I generally prefer to invest in ASX growth shares rather than their dividend-paying cousins. As a long-term shareholder, ASX growth shares enable me to benefit from tax-free compounding over many years. With dividend shares, however, you are required to pay tax every time you receive a dividend. So even if those dividends are reinvested, this occurs using after-tax dollars.
With this in mind, below are 3 exciting ASX growth shares I believe to be buys next week.
Avita Medical Ltd (ASX: AVH)
Avita Medical develops and markets a range of respiratory and regenerative medical products. The first product Avita brought to market was a spray-on skin treatment used for burns victims named ‘Recell’. In addition to being TGA approved in Australia, Recell is FDA approved in the USA and CE-marked in Europe.
Avita recently released results for the March quarter, which were its strongest since launching in the US. This quarter saw its total revenue jump 67% over the prior corresponding period. This is boosted to an 84% revenue increase when the time frame is extended to the 9 month period ending 31 March 2020.
Avita has largely been insulated from the coronavirus-led economic fallout. This is predominantly because treatment for burns patients tends to be neither elective or deferrable. Furthermore, the company is looking to use the Recell system to treat vitiligo and has plans to submit an application to the FDA in June 2020.
Nearmap Ltd (ASX: NEA)
I can’t go past Nearmap when it come to ASX growth shares. The Aussie aerial imagery and data insights company has been consistently growing its subscriber base, particularly across its North American segment. It has also been steadily improving its average revenue per subscription. Furthermore, the company recently launched another new product with Nearmap AI.
On Tuesday this week, I wrote that I believed Nearmap’s shares were still a buy, despite having risen more than 100% over the past 2 months. Since then, they have jumped again following a positive market update. The update stated that the company’s churn had dropped and its annualised contract value (ACV) has continued to grow. Nearmap’s ACV now exceeds $102 million. Additionally the company advised it is on track to be cash flow breakeven by the end of June. No doubt, all this good news put some investors’ fears to rest. This resulted in Nearmap’s share price surging by a further 16.67% on Thursday.

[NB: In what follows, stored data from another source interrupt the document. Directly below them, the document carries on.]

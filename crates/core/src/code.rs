//! Built-in error code registry.
//!
//! Every [`Status`](crate::Status) carries one [`ErrorCode`]. Codes are a
//! closed set with stable names and numeric values, grouped into numeric
//! ranges by their primary category:
//!
//! | Range | Category |
//! |---|---|
//! | `0` | success |
//! | `-1` | unknown |
//! | `1000-1999` | runtime (file access `12xx`, network `11xx`, system `1999`) |
//! | `2000-2999` | logic |
//! | `3000-3999` | invalid argument (also logic) |

use std::str::FromStr;

use serde::{Deserialize, Serialize};
use strum::{Display, IntoStaticStr, VariantArray};

use crate::error::Error;

/// Error codes carried by a [`Status`](crate::Status).
///
/// The name returned by [`ErrorCode::as_str`] is identical to the variant
/// name and never changes once published.
#[repr(i32)]
#[derive(
    Debug,
    Clone,
    Copy,
    PartialEq,
    Eq,
    Hash,
    PartialOrd,
    Ord,
    Display,
    IntoStaticStr,
    VariantArray,
    Serialize,
    Deserialize,
)]
pub enum ErrorCode {
    /// Failure that could not be classified, e.g. a caught panic.
    UnknownError = -1,
    /// No error.
    OK = 0,

    // === Runtime (1000-1099) ===
    RuntimeError = 1000,
    RangeError = 1001,
    BrokenInvariant = 1002,
    OutOfMemory = 1003,
    OutOfDiskSpace = 1004,
    OperationAborted = 1005,
    LimitExceeded = 1006,
    Timeout = 1007,
    Unavailable = 1008,
    ObjectAlreadyExists = 1009,

    // === Network (1100-1199) ===
    ConnectionClosed = 1100,
    ConnectionFailed = 1101,
    TlsHandshakeFailed = 1102,

    // === File access (1200-1299) ===
    FileOperationFailed = 1200,
    PermissionDenied = 1201,
    FileNotFound = 1202,
    FileAlreadyExists = 1203,
    InvalidFile = 1204,

    /// Error reported by the operating system.
    SystemError = 1999,

    // === Logic (2000-2999) ===
    LogicError = 2000,
    NotSupported = 2001,
    IllegalOperation = 2002,
    WrongState = 2003,
    KeyNotFound = 2004,
    SerializationError = 2005,

    // === Invalid argument (3000-3999) ===
    InvalidArgument = 3000,
    OutOfBounds = 3001,
    SyntaxError = 3002,
    InvalidName = 3003,
    TypeMismatch = 3004,
    MissingValue = 3005,
    NoSuchObject = 3006,
}

impl ErrorCode {
    /// Every code, in ascending numeric order.
    pub const ALL: &'static [Self] = <Self as VariantArray>::VARIANTS;

    /// Stable string identifier of this code.
    #[inline]
    #[must_use]
    pub fn as_str(self) -> &'static str {
        self.into()
    }

    /// Numeric value of this code.
    #[inline]
    #[must_use]
    pub const fn value(self) -> i32 {
        self as i32
    }

    /// Look up a code by its numeric value.
    #[must_use]
    pub fn from_value(value: i32) -> Option<Self> {
        Self::ALL.iter().copied().find(|code| code.value() == value)
    }

    /// Categories this code belongs to.
    #[must_use]
    pub const fn categories(self) -> ErrorCategories {
        use ErrorCategory::{FileAccess, InvalidArgument, Logic, Network, Runtime, System};

        match self {
            Self::OK => ErrorCategories::NONE,
            Self::UnknownError
            | Self::RuntimeError
            | Self::RangeError
            | Self::BrokenInvariant
            | Self::OutOfMemory
            | Self::OutOfDiskSpace
            | Self::OperationAborted
            | Self::LimitExceeded
            | Self::Timeout
            | Self::Unavailable
            | Self::ObjectAlreadyExists => ErrorCategories::NONE.with(Runtime),
            Self::ConnectionClosed | Self::ConnectionFailed | Self::TlsHandshakeFailed => {
                ErrorCategories::NONE.with(Runtime).with(Network)
            }
            Self::FileOperationFailed
            | Self::PermissionDenied
            | Self::FileNotFound
            | Self::FileAlreadyExists
            | Self::InvalidFile => ErrorCategories::NONE.with(Runtime).with(FileAccess),
            Self::SystemError => ErrorCategories::NONE.with(Runtime).with(System),
            Self::LogicError
            | Self::NotSupported
            | Self::IllegalOperation
            | Self::WrongState
            | Self::KeyNotFound
            | Self::SerializationError => ErrorCategories::NONE.with(Logic),
            Self::InvalidArgument
            | Self::OutOfBounds
            | Self::SyntaxError
            | Self::InvalidName
            | Self::TypeMismatch
            | Self::MissingValue
            | Self::NoSuchObject => ErrorCategories::NONE.with(Logic).with(InvalidArgument),
        }
    }

    /// Whether this code belongs to `category`.
    #[inline]
    #[must_use]
    pub const fn is_a(self, category: ErrorCategory) -> bool {
        self.categories().contains(category)
    }
}

impl FromStr for ErrorCode {
    type Err = Error;

    fn from_str(name: &str) -> Result<Self, Self::Err> {
        Self::ALL
            .iter()
            .copied()
            .find(|code| code.as_str() == name)
            .ok_or_else(|| Error::unknown_code(name))
    }
}

/// Broad classification of error codes.
#[repr(u8)]
#[derive(
    Debug,
    Clone,
    Copy,
    PartialEq,
    Eq,
    Hash,
    Display,
    IntoStaticStr,
    VariantArray,
    Serialize,
    Deserialize,
)]
#[strum(serialize_all = "snake_case")]
#[serde(rename_all = "snake_case")]
pub enum ErrorCategory {
    Logic = 0b0000_0001,
    Runtime = 0b0000_0010,
    InvalidArgument = 0b0000_0100,
    FileAccess = 0b0000_1000,
    System = 0b0001_0000,
    Network = 0b0010_0000,
}

impl ErrorCategory {
    pub const ALL: &'static [Self] = <Self as VariantArray>::VARIANTS;

    #[must_use]
    pub fn as_str(self) -> &'static str {
        self.into()
    }

    const fn bit(self) -> u8 {
        self as u8
    }
}

impl FromStr for ErrorCategory {
    type Err = Error;

    fn from_str(name: &str) -> Result<Self, Self::Err> {
        let normalized = name.trim().to_lowercase().replace('-', "_");
        Self::ALL
            .iter()
            .copied()
            .find(|category| category.as_str() == normalized)
            .ok_or_else(|| Error::unknown_category(name))
    }
}

/// Set of [`ErrorCategory`] values.
#[derive(Debug, Clone, Copy, PartialEq, Eq, Hash, Default)]
pub struct ErrorCategories(u8);

impl ErrorCategories {
    pub const NONE: Self = Self(0);

    /// Returns this set with `category` added.
    #[must_use]
    pub const fn with(self, category: ErrorCategory) -> Self {
        Self(self.0 | category.bit())
    }

    #[must_use]
    pub const fn contains(self, category: ErrorCategory) -> bool {
        self.0 & category.bit() != 0
    }

    #[must_use]
    pub const fn is_empty(self) -> bool {
        self.0 == 0
    }

    /// Member categories in declaration order.
    pub fn iter(self) -> impl Iterator<Item = ErrorCategory> {
        ErrorCategory::ALL
            .iter()
            .copied()
            .filter(move |category| self.contains(*category))
    }
}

Despite the current price gains, I still see the potential for ongoing value with Nearmap shares. The world is a big place, and I believe Nearmap has plenty of runway to expand its current market segments and break into new ones.
Audinate Group Ltd (ASX: AD8)
My 3rd pick of ASX growth shares to buy next week is Audinate. This company develops an audio-visual, industry-leading, media networking solution, called Dante. A mouth-full, I know! But what Dante allows audio professionals to do is use standard Ethernet networks to deliver uncompressed, multi-channel, low-latency audio. This removes the need for expensive cabling and more rigid and complicated networks.
The solution’s wide-spread adoption by manufacturers has meant that more and more Dante devices are now able to be connected together. Additionally, a Dante network offers superior flexibility, with changes able to be made with the touch of a button.
As social distancing restrictions were implemented throughout the world, Audinate was wary of possible impacts to its revenue resulting from reduced demand. However, the company’s strong balance sheet and recent revenue growth have ensured its resilience through the worst of the pandemic’s economic fallout so far. As economies around the world begin to open up, I believe strong demand for Audinate’s product will deliver continued company and share price growth.